The virulence gene ESP is related to hospital outbreaks throughout the world and a significant feature of clonal-complex 17 (CC17) (33). In the present study, the pattern of antimicrobial resistance in the Enterococcus strains was not related to the presence or the absence of virulence genes (P < 0.05). Hyl (hyaluronidase), encoded by chromosomal DNA, has been associated with significant tissue damage by degradative enzyme activity (18, 34). We detect the hyl gene among 16 (20%) the VRE Ent. faecium isolates. The hyl gene was identified in 16 (20%) of the 80 Ent. faecium isolates collected in Shariati Hospital, while our finding is in contrast to the work of Rice et al. (3%) (35). Moreover, in contrast to our study prevalence of the hyl gene in VREEnt. faecium isolates, it was more widespread among the United Kingdom isolates (71%) (36).
Conclusion
This study illustrates the Ent. faecium isolates had a high level frequency in our hospital. Furthermore, in the Shariati hospital, we were faced with high rate of VRE isolates in Ent. faecium, with VanA-positive Ent. faecium isolates.
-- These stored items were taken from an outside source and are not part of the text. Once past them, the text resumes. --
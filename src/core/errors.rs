//! core::errors
//!
//! Operation-level error type and its taxonomy.
//!
//! Every engine operation returns [`Error`]. Lower layers keep their own
//! error enums ([`GitError`], [`CommandError`], [`DiffError`], ...) and are
//! folded in with `#[from]`. [`Error::kind`] projects any error onto the
//! [`ErrorKind`] a service layer maps to its status codes.
//!
//! Structured detail (conflicting files, mismatched SHAs, rejected refs) is
//! kept as fields, not only as message text.

use serde::Serialize;
use thiserror::Error;

use crate::core::config::ConfigError;
use crate::core::context::ContextError;
use crate::core::types::{Oid, TypeError};
use crate::diff::DiffError;
use crate::git::{CommandError, GitError};
use crate::hash::HashError;
use crate::refs::WalkError;

/// Taxonomy every error maps onto.
#[derive(Debug, Clone, Copy, PartialEq, Eq, Hash, Serialize)]
#[serde(rename_all = "snake_case")]
pub enum ErrorKind {
    NotFound,
    AlreadyExists,
    InvalidArgument,
    /// Not mergeable; carries the conflicting files.
    Conflict,
    /// Push rejected, expected SHA moved, unrelated histories.
    PreconditionFailed,
    /// Request cancelled or its deadline passed.
    Aborted,
    Internal,
}

/// Errors returned by engine operations.
#[derive(Debug, Error)]
pub enum Error {
    #[error("{what} not found: {name}")]
    NotFound { what: &'static str, name: String },

    #[error("{what} already exists: {name}")]
    AlreadyExists { what: &'static str, name: String },

    #[error("invalid argument: {0}")]
    InvalidArgument(String),

    /// A path cannot be created because something is in the way.
    #[error("path conflict at '{path}': {reason}")]
    PathConflict { path: String, reason: String },

    /// Optimistic concurrency check on a file failed.
    #[error("sha does not match for path '{path}' [given: {given}, expected: {expected}]")]
    ShaMismatch {
        path: String,
        given: Oid,
        expected: Oid,
    },

    /// The merge stopped with unresolved conflicts.
    #[error("merge failed with conflicts in {} file(s)", files.len())]
    MergeConflict { files: Vec<String> },

    /// Base and head share no history.
    #[error("merge refused: unrelated histories")]
    UnrelatedHistories,

    /// The remote refused the leased update.
    #[error("push rejected for {refname}: {message}")]
    PushRejected { refname: String, message: String },

    /// A caller-supplied precondition no longer holds.
    #[error("precondition failed: {0}")]
    PreconditionFailed(String),

    /// A wrapped plumbing failure with operation context.
    #[error("{op} failed: {source}")]
    Plumbing {
        op: String,
        #[source]
        source: CommandError,
    },

    #[error(transparent)]
    Git(#[from] GitError),

    #[error(transparent)]
    Command(#[from] CommandError),

    #[error(transparent)]
    Diff(#[from] DiffError),

    #[error(transparent)]
    Walk(#[from] WalkError),

    #[error(transparent)]
    Hash(#[from] HashError),

    #[error(transparent)]
    Type(#[from] TypeError),

    #[error(transparent)]
    Config(#[from] ConfigError),

    #[error(transparent)]
    Context(#[from] ContextError),

    #[error("i/o error: {0}")]
    Io(#[from] std::io::Error),

    #[error("internal error: {0}")]
    Internal(String),
}

pub type Result<T, E = Error> = std::result::Result<T, E>;

impl Error {
    pub fn not_found(what: &'static str, name: impl Into<String>) -> Self {
        Error::NotFound {
            what,
            name: name.into(),
        }
    }

    pub fn already_exists(what: &'static str, name: impl Into<String>) -> Self {
        Error::AlreadyExists {
            what,
            name: name.into(),
        }
    }

    pub fn invalid(message: impl Into<String>) -> Self {
        Error::InvalidArgument(message.into())
    }

    /// Wrap a plumbing failure with the operation it belonged to.
    pub fn plumbing(op: impl Into<String>, source: CommandError) -> Self {
        match source {
            CommandError::Interrupted { reason, .. } => Error::Context(reason),
            source => Error::Plumbing {
                op: op.into(),
                source,
            },
        }
    }

    /// Map this error onto the taxonomy.
    pub fn kind(&self) -> ErrorKind {
        match self {
            Error::NotFound { .. } => ErrorKind::NotFound,
            Error::AlreadyExists { .. } | Error::PathConflict { .. } => ErrorKind::AlreadyExists,
            Error::InvalidArgument(_) | Error::Type(_) => ErrorKind::InvalidArgument,
            Error::ShaMismatch { .. } => ErrorKind::InvalidArgument,
            Error::MergeConflict { .. } => ErrorKind::Conflict,
            Error::UnrelatedHistories
            | Error::PushRejected { .. }
            | Error::PreconditionFailed(_) => ErrorKind::PreconditionFailed,
            Error::Git(e) if e.is_not_found() => ErrorKind::NotFound,
            Error::Git(GitError::InvalidOid { .. } | GitError::InvalidRefName { .. }) => {
                ErrorKind::InvalidArgument
            }
            Error::Diff(e) => e.kind(),
            Error::Walk(WalkError::InvalidPagination(_)) | Error::Hash(_) => {
                ErrorKind::InvalidArgument
            }
            Error::Walk(WalkError::Command(CommandError::Interrupted { .. })) => ErrorKind::Aborted,
            Error::Context(_) => ErrorKind::Aborted,
            Error::Command(CommandError::Interrupted { .. }) => ErrorKind::Aborted,
            Error::Plumbing {
                source: CommandError::Interrupted { .. },
                ..
            } => ErrorKind::Aborted,
            _ => ErrorKind::Internal,
        }
    }

    /// Conflicting file paths, if this is a merge conflict.
    pub fn conflict_files(&self) -> Option<&[String]> {
        match self {
            Error::MergeConflict { files } => Some(files),
            _ => None,
        }
    }
}

#[cfg(test)]
mod tests {
    use super::*;

    #[test]
    fn kinds() {
        assert_eq!(Error::not_found("branch", "x").kind(), ErrorKind::NotFound);
        assert_eq!(
            Error::already_exists("tag", "v1").kind(),
            ErrorKind::AlreadyExists
        );
        assert_eq!(
            Error::PathConflict {
                path: "a/b".into(),
                reason: "file in the way".into()
            }
            .kind(),
            ErrorKind::AlreadyExists
        );
        assert_eq!(
            Error::MergeConflict {
                files: vec!["a.txt".into()]
            }
            .kind(),
            ErrorKind::Conflict
        );
        assert_eq!(Error::UnrelatedHistories.kind(), ErrorKind::PreconditionFailed);
        assert_eq!(
            Error::Context(ContextError::DeadlineExceeded).kind(),
            ErrorKind::Aborted
        );
    }

    #[test]
    fn git_not_found_maps_to_not_found() {
        let err: Error = GitError::RefNotFound {
            refname: "refs/heads/x".into(),
        }
        .into();
        assert_eq!(err.kind(), ErrorKind::NotFound);
    }

    #[test]
    fn interrupted_plumbing_becomes_context_error() {
        let err = Error::plumbing(
            "push",
            CommandError::Interrupted {
                command: "git push".into(),
                reason: ContextError::Cancelled,
            },
        );
        assert!(matches!(err, Error::Context(ContextError::Cancelled)));
    }

    #[test]
    fn bad_pagination_is_invalid_argument() {
        let err: Error = WalkError::InvalidPagination("page 9".into()).into();
        assert_eq!(err.kind(), ErrorKind::InvalidArgument);
    }

    #[test]
    fn conflict_files_are_data() {
        let err = Error::MergeConflict {
            files: vec!["src/lib.rs".into(), "README.md".into()],
        };
        assert_eq!(err.conflict_files().unwrap().len(), 2);
        assert!(err.to_string().contains("2 file(s)"));
    }

    #[test]
    fn sha_mismatch_message() {
        let err = Error::ShaMismatch {
            path: "a.txt".into(),
            given: Oid::new("1".repeat(40)).unwrap(),
            expected: Oid::new("2".repeat(40)).unwrap(),
        };
        assert!(err.to_string().contains("a.txt"));
        assert_eq!(err.kind(), ErrorKind::InvalidArgument);
    }
}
With increasing resistance of the VRE strains to linezolid, we will encounter serious challenges in treating VRE patients in the future. In addition, an interesting finding from the present study was the higher spreading rates of ESP and hly among Ent. faecium spp. In such cases, the use of policy and regular efficient surveillance in order to control of VRE Ent. faecium strain in our hospitals is important during emergencies.
Acknowledgment
The authors would like to thank all of the participants in this study for their friendly collaboration. So, we would like be grateful to Shariati hospital for provided samples.
Conflict of interest:
All authors have no conflict of interest regarding this paper.
Financial support:
This work was supported by a Vice-Chancellor for Research grant (No. 32142-31-02-95), Tehran University of Medical Science (Tehran, IR Iran).